[Stored items from a collection]
use std::collections::HashSet;
use std::sync::Arc;

use papergraph_common::{
    EvaluationDetail, EvaluationId, EvaluationLikeToggle, EvaluationScores, EvaluationStatistics,
    EvaluationUpdate, EventType, NewActivity, NewDimension, NewEvaluation, NewMetric, Page,
    PageRequest, Paginated, PaperEvaluation, PaperGraphError, Result, ScoreBand, TargetType,
    TaskId, UserId, Visibility,
};
use papergraph_store::Store;
use serde::{Deserialize, Serialize};
use serde_json::json;
use tracing::info;

use super::catalog;

pub const MAX_SCORE: f64 = 10.0;

#[derive(Debug, Clone, Default, Serialize, Deserialize)]
pub struct MetricDraft {
    pub key: String,
    pub score: f64,
    #[serde(default)]
    pub description: String,
    #[serde(default)]
    pub evidence: String,
}

#[derive(Debug, Clone, Default, Serialize, Deserialize)]
pub struct DimensionDraft {
    pub key: String,
    pub score: f64,
    #[serde(default)]
    pub description: String,
    #[serde(default)]
    pub evidence: String,
    #[serde(default)]
    pub metrics: Vec<MetricDraft>,
}

/// An evaluation as submitted. Dimension and metric keys must come from the
/// catalog; every score is on a 0..=10 scale.
#[derive(Debug, Clone, Default, Serialize, Deserialize)]
pub struct EvaluationDraft {
    pub user_id: UserId,
    pub paper_id: i64,
    #[serde(default)]
    pub analysis_id: Option<TaskId>,
    pub overall_score: f64,
    #[serde(default)]
    pub summary: String,
    #[serde(default)]
    pub recommendation: String,
    #[serde(default)]
    pub scores: EvaluationScores,
    #[serde(default)]
    pub is_public: bool,
    #[serde(default)]
    pub dimensions: Vec<DimensionDraft>,
}

fn check_score(what: &str, score: f64) -> Result<()> {
    if score.is_finite() && (0.0..=MAX_SCORE).contains(&score) {
        Ok(())
    } else {
        Err(PaperGraphError::validation(format!(
            "{what} must be between 0 and {MAX_SCORE}, got {score}"
        )))
    }
}

fn check_scores(overall: f64, scores: &EvaluationScores) -> Result<()> {
    check_score("overall_score", overall)?;
    for (name, score) in scores.named() {
        check_score(name, score)?;
    }
    Ok(())
}

fn recommendation_or_advice(recommendation: String, overall: f64) -> String {
    if recommendation.trim().is_empty() {
        ScoreBand::of(overall).advice().to_string()
    } else {
        recommendation
    }
}

fn resolve_dimension(draft: DimensionDraft) -> Result<NewDimension> {
    let spec = catalog::dimension(&draft.key).ok_or_else(|| {
        PaperGraphError::validation(format!("unknown evaluation dimension: {}", draft.key))
    })?;
    check_score(spec.key, draft.score)?;

    let mut seen = HashSet::new();
    let metrics = draft
        .metrics
        .into_iter()
        .map(|metric| {
            let metric_spec = spec.metric(&metric.key).ok_or_else(|| {
                PaperGraphError::validation(format!(
                    "unknown metric {} for dimension {}",
                    metric.key, spec.key
                ))
            })?;
            if !seen.insert(metric_spec.key) {
                return Err(PaperGraphError::validation(format!(
                    "duplicate metric {} for dimension {}",
                    metric_spec.key, spec.key
                )));
            }
            check_score(metric_spec.key, metric.score)?;
            Ok(NewMetric {
                metric_key: metric_spec.key.to_string(),
                metric_name: metric_spec.name.to_string(),
                score: metric.score,
                description: metric.description,
                evidence: metric.evidence,
            })
        })
        .collect::<Result<Vec<_>>>()?;

    Ok(NewDimension {
        dimension_key: spec.key.to_string(),
        dimension_name: spec.name.to_string(),
        score: draft.score,
        description: draft.description,
        evidence: draft.evidence,
        metrics,
    })
}

impl TryFrom<EvaluationDraft> for NewEvaluation {
    type Error = PaperGraphError;

    fn try_from(draft: EvaluationDraft) -> Result<Self> {
        if draft.paper_id <= 0 {
            return Err(PaperGraphError::validation("paper_id is required"));
        }
        check_scores(draft.overall_score, &draft.scores)?;

        let mut seen = HashSet::new();
        for dimension in &draft.dimensions {
            if !seen.insert(dimension.key.as_str()) {
                return Err(PaperGraphError::validation(format!(
                    "duplicate evaluation dimension: {}",
                    dimension.key
                )));
            }
        }
        let dimensions = draft
            .dimensions
            .into_iter()
            .map(resolve_dimension)
            .collect::<Result<Vec<_>>>()?;

        Ok(NewEvaluation {
            user_id: draft.user_id,
            paper_id: draft.paper_id,
            analysis_id: draft.analysis_id,
            overall_score: draft.overall_score,
            summary: draft.summary,
            recommendation: recommendation_or_advice(draft.recommendation, draft.overall_score),
            scores: draft.scores,
            is_public: draft.is_public,
            dimensions,
        })
    }
}

fn visibility(is_public: bool) -> Visibility {
    if is_public {
        Visibility::Public
    } else {
        Visibility::Private
    }
}

/// Scored, multi-dimension evaluations of papers, with likes and per-paper
/// aggregates. Private evaluations read as missing to everyone but the author.
#[derive(Clone)]
pub struct Evaluations {
    store: Arc<dyn Store>,
}

impl Evaluations {
    pub fn new(store: Arc<dyn Store>) -> Self {
        Self { store }
    }

    pub async fn create(&self, draft: EvaluationDraft) -> Result<EvaluationDetail> {
        let evaluation = NewEvaluation::try_from(draft)?;

        if let Some(task_id) = evaluation.analysis_id {
            let task = self
                .store
                .find_task(task_id)
                .await?
                .ok_or_else(|| PaperGraphError::not_found("task", task_id))?;
            if task.user_id != evaluation.user_id {
                return Err(PaperGraphError::Forbidden(format!(
                    "task {task_id} belongs to another user"
                )));
            }
        }

        let activity = NewActivity::new(
            evaluation.user_id,
            EventType::EvaluationCreated,
            TargetType::Evaluation,
            0,
        )
        .with_title(format!("evaluated paper {}", evaluation.paper_id))
        .with_content(evaluation.summary.clone())
        .with_metadata(json!({
            "paper_id": evaluation.paper_id,
            "overall_score": evaluation.overall_score,
            "band": ScoreBand::of(evaluation.overall_score),
        }))
        .with_visibility(visibility(evaluation.is_public));

        let detail = self.store.insert_evaluation(evaluation, activity).await?;
        info!(
            evaluation_id = detail.evaluation.id,
            user_id = detail.evaluation.user_id,
            paper_id = detail.evaluation.paper_id,
            overall_score = detail.evaluation.overall_score,
            "evaluation created"
        );
        Ok(detail)
    }

    pub async fn get(&self, id: EvaluationId, viewer: UserId) -> Result<EvaluationDetail> {
        self.store
            .find_evaluation(id)
            .await?
            .filter(|d| d.evaluation.visible_to(viewer))
            .ok_or_else(|| PaperGraphError::not_found("evaluation", id))
    }

    pub async fn get_by_analysis(
        &self,
        analysis_id: TaskId,
        viewer: UserId,
    ) -> Result<EvaluationDetail> {
        self.store
            .find_evaluation_by_analysis(analysis_id)
            .await?
            .filter(|d| d.evaluation.visible_to(viewer))
            .ok_or_else(|| PaperGraphError::not_found("evaluation for task", analysis_id))
    }

    async fn owned(&self, user_id: UserId, id: EvaluationId) -> Result<PaperEvaluation> {
        let evaluation = self
            .store
            .find_evaluation(id)
            .await?
            .ok_or_else(|| PaperGraphError::not_found("evaluation", id))?
            .evaluation;
        if evaluation.user_id != user_id {
            return Err(PaperGraphError::Forbidden(format!(
                "evaluation {id} belongs to another user"
            )));
        }
        Ok(evaluation)
    }

    /// Owner-only. A blank recommendation is replaced with the advice for
    /// the new score band.
    pub async fn update(
        &self,
        user_id: UserId,
        id: EvaluationId,
        update: EvaluationUpdate,
    ) -> Result<PaperEvaluation> {
        check_scores(update.overall_score, &update.scores)?;
        let before = self.owned(user_id, id).await?;

        let update = EvaluationUpdate {
            recommendation: recommendation_or_advice(update.recommendation, update.overall_score),
            ..update
        };
        let activity = NewActivity::new(user_id, EventType::EvaluationUpdated, TargetType::Evaluation, id)
            .with_title(format!("updated evaluation of paper {}", before.paper_id))
            .with_metadata(json!({
                "paper_id": before.paper_id,
                "previous_score": before.overall_score,
                "overall_score": update.overall_score,
            }))
            .with_visibility(visibility(update.is_public));

        let updated = self.store.update_evaluation(id, update, activity).await?;
        info!(evaluation_id = id, user_id, "evaluation updated");
        Ok(updated)
    }

    /// Owner-only soft delete.
    pub async fn delete(&self, user_id: UserId, id: EvaluationId) -> Result<()> {
        self.owned(user_id, id).await?;
        if !self.store.tombstone_evaluation(id).await? {
            return Err(PaperGraphError::not_found("evaluation", id));
        }
        info!(evaluation_id = id, user_id, "evaluation deleted");
        Ok(())
    }

    /// Toggle: a second call removes the like.
    pub async fn toggle_like(&self, user_id: UserId, id: EvaluationId) -> Result<EvaluationLikeToggle> {
        let evaluation = self.get(id, user_id).await?.evaluation;

        let activity = NewActivity::new(user_id, EventType::EvaluationLiked, TargetType::Evaluation, id)
            .with_title(format!("liked an evaluation of paper {}", evaluation.paper_id))
            .with_metadata(json!({ "author_id": evaluation.user_id }));

        let toggle = self.store.toggle_evaluation_like(id, user_id, activity).await?;
        info!(
            evaluation_id = id,
            user_id,
            liked = toggle.liked,
            like_count = toggle.like_count,
            "evaluation like toggled"
        );
        Ok(toggle)
    }

    /// Public evaluations of a paper, best score first.
    pub async fn list_by_paper(
        &self,
        paper_id: i64,
        request: PageRequest,
    ) -> Result<Paginated<PaperEvaluation>> {
        let request = request.normalized();
        let (items, total) = self
            .store
            .list_paper_evaluations(paper_id, request.as_page())
            .await?;
        Ok(Paginated::new(items, request, total))
    }

    /// The author's own evaluations, private ones included, newest first.
    pub async fn list_by_user(
        &self,
        user_id: UserId,
        request: PageRequest,
    ) -> Result<Paginated<PaperEvaluation>> {
        let request = request.normalized();
        let (items, total) = self
            .store
            .list_user_evaluations(user_id, request.as_page())
            .await?;
        Ok(Paginated::new(items, request, total))
    }

    pub async fn top(&self, limit: i64) -> Result<Vec<PaperEvaluation>> {
        self.store.top_evaluations(Page::new(limit, 0).limit).await
    }

    pub async fn search(
        &self,
        query: &str,
        request: PageRequest,
    ) -> Result<Paginated<PaperEvaluation>> {
        let query = query.trim();
        if query.is_empty() {
            return Err(PaperGraphError::validation("search query is required"));
        }
        let request = request.normalized();
        let (items, total) = self
            .store
            .search_evaluations(query, request.as_page())
            .await?;
        Ok(Paginated::new(items, request, total))
    }

    pub async fn statistics(&self, paper_id: i64) -> Result<EvaluationStatistics> {
        self.store.evaluation_statistics(paper_id).await
    }
}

**Exercise details**: Each line of the data that holds "PaperEvaluation" should be reported.

**The answer**:
    PageRequest, Paginated, PaperEvaluation, PaperGraphError, Result, ScoreBand, TargetType,
    async fn owned(&self, user_id: UserId, id: EvaluationId) -> Result<PaperEvaluation> {
    ) -> Result<PaperEvaluation> {
    ) -> Result<Paginated<PaperEvaluation>> {
    ) -> Result<Paginated<PaperEvaluation>> {
    pub async fn top(&self, limit: i64) -> Result<Vec<PaperEvaluation>> {
    ) -> Result<Paginated<PaperEvaluation>> {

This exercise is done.